● **Problem description**: Go line by line through the listing below and copy those that hold "tags".

● **Data to process**:
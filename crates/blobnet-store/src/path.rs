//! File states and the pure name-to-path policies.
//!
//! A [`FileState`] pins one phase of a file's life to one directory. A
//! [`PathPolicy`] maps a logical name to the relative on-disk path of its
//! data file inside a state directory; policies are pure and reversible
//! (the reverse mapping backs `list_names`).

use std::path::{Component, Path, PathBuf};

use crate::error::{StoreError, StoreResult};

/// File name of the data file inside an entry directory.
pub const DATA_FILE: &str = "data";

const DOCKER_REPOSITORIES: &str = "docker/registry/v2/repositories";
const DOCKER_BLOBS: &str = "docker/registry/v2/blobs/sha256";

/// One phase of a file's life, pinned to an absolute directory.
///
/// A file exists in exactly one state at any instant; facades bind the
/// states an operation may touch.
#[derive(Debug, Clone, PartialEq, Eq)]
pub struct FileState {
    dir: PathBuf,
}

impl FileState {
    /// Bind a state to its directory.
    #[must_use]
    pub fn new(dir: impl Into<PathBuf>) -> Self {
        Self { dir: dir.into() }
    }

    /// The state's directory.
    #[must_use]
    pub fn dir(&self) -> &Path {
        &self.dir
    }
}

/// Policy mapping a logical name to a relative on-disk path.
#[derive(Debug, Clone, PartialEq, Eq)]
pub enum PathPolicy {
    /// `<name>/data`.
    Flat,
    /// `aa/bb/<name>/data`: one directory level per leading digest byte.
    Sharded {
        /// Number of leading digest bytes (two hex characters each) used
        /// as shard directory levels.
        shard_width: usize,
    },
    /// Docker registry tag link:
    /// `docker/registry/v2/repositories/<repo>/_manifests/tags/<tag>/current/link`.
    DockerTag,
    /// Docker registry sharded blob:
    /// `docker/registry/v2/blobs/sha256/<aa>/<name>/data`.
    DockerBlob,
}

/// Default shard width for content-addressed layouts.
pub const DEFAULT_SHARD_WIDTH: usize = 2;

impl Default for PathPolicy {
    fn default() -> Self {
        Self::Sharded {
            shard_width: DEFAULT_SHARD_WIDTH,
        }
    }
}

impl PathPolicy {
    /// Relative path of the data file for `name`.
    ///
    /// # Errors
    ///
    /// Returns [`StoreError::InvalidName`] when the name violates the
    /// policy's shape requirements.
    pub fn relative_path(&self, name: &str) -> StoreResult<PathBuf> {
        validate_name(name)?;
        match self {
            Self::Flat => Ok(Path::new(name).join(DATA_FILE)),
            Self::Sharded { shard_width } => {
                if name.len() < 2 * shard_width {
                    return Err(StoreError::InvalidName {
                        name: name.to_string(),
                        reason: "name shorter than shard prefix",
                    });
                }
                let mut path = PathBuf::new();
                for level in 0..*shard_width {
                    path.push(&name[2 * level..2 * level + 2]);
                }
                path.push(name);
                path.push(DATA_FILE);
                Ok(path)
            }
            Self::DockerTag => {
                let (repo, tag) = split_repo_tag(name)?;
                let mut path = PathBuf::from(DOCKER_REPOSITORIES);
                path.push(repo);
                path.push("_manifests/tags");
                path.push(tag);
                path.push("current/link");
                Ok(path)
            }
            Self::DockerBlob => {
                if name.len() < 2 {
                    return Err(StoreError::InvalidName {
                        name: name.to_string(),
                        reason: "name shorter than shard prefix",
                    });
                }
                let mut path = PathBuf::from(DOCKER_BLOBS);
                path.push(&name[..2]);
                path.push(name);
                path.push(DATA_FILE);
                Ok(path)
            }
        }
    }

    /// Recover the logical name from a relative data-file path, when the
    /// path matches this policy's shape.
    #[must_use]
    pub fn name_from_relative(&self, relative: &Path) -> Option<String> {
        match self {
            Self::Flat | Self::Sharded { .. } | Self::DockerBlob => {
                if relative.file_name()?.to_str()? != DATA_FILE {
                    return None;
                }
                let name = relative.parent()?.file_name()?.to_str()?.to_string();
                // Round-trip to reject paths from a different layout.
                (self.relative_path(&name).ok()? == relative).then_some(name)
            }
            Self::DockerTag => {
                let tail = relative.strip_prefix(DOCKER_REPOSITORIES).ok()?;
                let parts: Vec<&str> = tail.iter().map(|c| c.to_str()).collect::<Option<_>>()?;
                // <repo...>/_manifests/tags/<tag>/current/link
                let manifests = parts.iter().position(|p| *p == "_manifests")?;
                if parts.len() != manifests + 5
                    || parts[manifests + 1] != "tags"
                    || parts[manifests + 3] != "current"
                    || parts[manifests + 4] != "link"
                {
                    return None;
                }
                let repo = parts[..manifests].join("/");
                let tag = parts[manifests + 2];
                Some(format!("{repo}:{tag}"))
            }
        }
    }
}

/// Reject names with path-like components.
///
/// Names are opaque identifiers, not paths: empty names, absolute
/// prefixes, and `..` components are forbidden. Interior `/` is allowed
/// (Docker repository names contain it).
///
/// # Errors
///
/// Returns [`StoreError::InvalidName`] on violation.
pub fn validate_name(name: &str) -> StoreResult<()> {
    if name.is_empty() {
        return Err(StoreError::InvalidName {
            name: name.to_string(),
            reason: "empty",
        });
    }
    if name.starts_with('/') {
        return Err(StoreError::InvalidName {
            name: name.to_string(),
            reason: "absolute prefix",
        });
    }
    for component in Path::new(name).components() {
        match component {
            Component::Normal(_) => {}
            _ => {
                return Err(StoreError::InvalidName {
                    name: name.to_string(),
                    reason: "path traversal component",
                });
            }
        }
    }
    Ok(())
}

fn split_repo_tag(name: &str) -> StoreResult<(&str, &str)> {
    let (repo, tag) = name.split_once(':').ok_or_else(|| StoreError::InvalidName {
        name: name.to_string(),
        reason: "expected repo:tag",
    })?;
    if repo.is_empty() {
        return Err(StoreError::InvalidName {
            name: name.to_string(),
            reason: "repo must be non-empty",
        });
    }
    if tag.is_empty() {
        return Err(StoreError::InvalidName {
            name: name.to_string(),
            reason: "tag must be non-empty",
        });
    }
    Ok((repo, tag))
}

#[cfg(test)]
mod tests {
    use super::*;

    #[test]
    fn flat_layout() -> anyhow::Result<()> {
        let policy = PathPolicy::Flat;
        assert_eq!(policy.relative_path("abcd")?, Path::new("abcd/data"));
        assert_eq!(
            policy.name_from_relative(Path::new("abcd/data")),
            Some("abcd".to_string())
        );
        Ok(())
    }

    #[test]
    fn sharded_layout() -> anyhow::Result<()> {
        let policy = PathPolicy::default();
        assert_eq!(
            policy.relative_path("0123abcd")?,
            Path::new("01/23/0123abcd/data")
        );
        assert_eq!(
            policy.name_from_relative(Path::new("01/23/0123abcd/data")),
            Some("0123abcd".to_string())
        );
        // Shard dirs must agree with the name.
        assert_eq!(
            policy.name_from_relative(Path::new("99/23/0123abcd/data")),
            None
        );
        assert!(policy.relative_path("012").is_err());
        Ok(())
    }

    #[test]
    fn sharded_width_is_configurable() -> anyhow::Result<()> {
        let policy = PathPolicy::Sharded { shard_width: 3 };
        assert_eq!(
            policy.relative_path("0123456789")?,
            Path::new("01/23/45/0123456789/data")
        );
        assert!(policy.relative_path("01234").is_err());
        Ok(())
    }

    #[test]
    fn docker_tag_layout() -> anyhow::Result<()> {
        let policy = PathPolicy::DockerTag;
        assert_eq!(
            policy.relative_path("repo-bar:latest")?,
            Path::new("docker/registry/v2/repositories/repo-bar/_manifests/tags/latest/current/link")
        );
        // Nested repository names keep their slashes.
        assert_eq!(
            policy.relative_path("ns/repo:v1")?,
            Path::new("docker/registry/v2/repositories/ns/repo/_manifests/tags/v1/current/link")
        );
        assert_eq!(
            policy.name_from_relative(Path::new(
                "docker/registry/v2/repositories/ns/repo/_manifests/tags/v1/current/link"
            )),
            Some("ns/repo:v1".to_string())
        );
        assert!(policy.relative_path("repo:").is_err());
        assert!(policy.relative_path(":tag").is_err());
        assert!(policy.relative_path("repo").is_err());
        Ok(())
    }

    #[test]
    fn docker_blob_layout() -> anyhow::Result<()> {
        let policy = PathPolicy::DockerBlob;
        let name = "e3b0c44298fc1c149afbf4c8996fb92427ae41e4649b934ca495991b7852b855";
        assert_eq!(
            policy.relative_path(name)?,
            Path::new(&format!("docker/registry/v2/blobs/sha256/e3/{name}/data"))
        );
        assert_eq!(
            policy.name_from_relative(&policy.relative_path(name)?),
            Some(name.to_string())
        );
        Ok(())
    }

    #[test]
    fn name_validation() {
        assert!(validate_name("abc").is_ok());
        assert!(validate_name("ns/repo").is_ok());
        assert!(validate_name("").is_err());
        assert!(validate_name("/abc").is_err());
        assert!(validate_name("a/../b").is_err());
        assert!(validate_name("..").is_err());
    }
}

● **Answer space**:
    /// `docker/registry/v2/repositories/<repo>/_manifests/tags/<tag>/current/link`.
                path.push("_manifests/tags");
                // <repo...>/_manifests/tags/<tag>/current/link
                    || parts[manifests + 1] != "tags"
            Path::new("docker/registry/v2/repositories/repo-bar/_manifests/tags/latest/current/link")
            Path::new("docker/registry/v2/repositories/ns/repo/_manifests/tags/v1/current/link")
                "docker/registry/v2/repositories/ns/repo/_manifests/tags/v1/current/link"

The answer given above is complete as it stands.